Eine Besonderheit Norkas bestand darin, dass die Kolonisten mehrheitlich reformiert waren. Neben der offiziellen Kirche waren in den Dörfern des Amtsbezirks Norka (Kreis Kamyschin, Gouvernement Saratow) in der zweiten Hälfte des 19. Jahrhunderts auch einige konfessionelle Minderheiten wie z.B. die Anhänger der sogenannten „Tanzbrüder“ aktiv. 1875 gab es in Norka zudem eine aus 26 Personen bestehende Gruppe der Sekte der „Brüder und Schwestern“, die unter dem Namen „Ausgänger“ firmierte, sowie im Jahr 1879 67 Baptisten.

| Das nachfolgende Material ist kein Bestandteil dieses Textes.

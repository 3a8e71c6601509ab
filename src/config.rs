//! Application configuration management.
//!
//! This module handles loading and saving the application configuration,
//! which includes the backend base URL and the last used username.
//!
//! Configuration is stored at `~/.config/costbench/config.json`; the
//! `COSTBENCH_API_URL` environment variable overrides the stored URL.

use std::path::PathBuf;

use anyhow::Result;
use serde::{Deserialize, Serialize};

/// Application name used for config/state directory paths
const APP_NAME: &str = "costbench";

/// Config file name
const CONFIG_FILE: &str = "config.json";

/// Default backend base URL
const DEFAULT_API_BASE_URL: &str = "http://127.0.0.1:8000";

#[derive(Debug, Clone, Serialize, Deserialize, Default)]
pub struct Config {
    pub api_base_url: Option<String>,
    pub last_username: Option<String>,
}

impl Config {
    pub fn load() -> Result<Self> {
        let path = Self::config_path()?;
        if path.exists() {
            let contents = std::fs::read_to_string(&path)?;
            Ok(serde_json::from_str(&contents)?)
        } else {
            Ok(Self::default())
        }
    }

    pub fn save(&self) -> Result<()> {
        let path = Self::config_path()?;
        if let Some(parent) = path.parent() {
            std::fs::create_dir_all(parent)?;
        }
        let contents = serde_json::to_string_pretty(self)?;
        std::fs::write(path, contents)?;
        Ok(())
    }

    /// Effective backend base URL: environment override, then config
    /// file, then the default local backend.
    pub fn resolve_api_base_url(&self) -> String {
        std::env::var("COSTBENCH_API_URL")
            .ok()
            .or_else(|| self.api_base_url.clone())
            .unwrap_or_else(|| DEFAULT_API_BASE_URL.to_string())
    }

    fn config_path() -> Result<PathBuf> {
        let config_dir = dirs::config_dir()
            .ok_or_else(|| anyhow::anyhow!("Could not find config directory"))?;
        Ok(config_dir.join(APP_NAME).join(CONFIG_FILE))
    }

    /// Directory for persisted session state.
    pub fn state_dir(&self) -> Result<PathBuf> {
        let cache_dir = dirs::cache_dir()
            .ok_or_else(|| anyhow::anyhow!("Could not find cache directory"))?;
        Ok(cache_dir.join(APP_NAME))
    }
}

Der lutherisch-reformierte Pfarrsprengel Norka, zu dem die Gemeinden Norka und Huck (Splawnucha) sowie nach ihrer im Jahr 1863 erfolgten Gründung die Gemeinde Neu-Messer (Lisanderdorf, Tochterkolonie von Messer/ Ust-Solicha) gehörten, wurde bereits 1767 unter unmittelbarer Beteiligung des mit den ersten Kolonisten in die Saratower Kolonien gekommenen Pastors Johann Herwig (1714–82) gegründet.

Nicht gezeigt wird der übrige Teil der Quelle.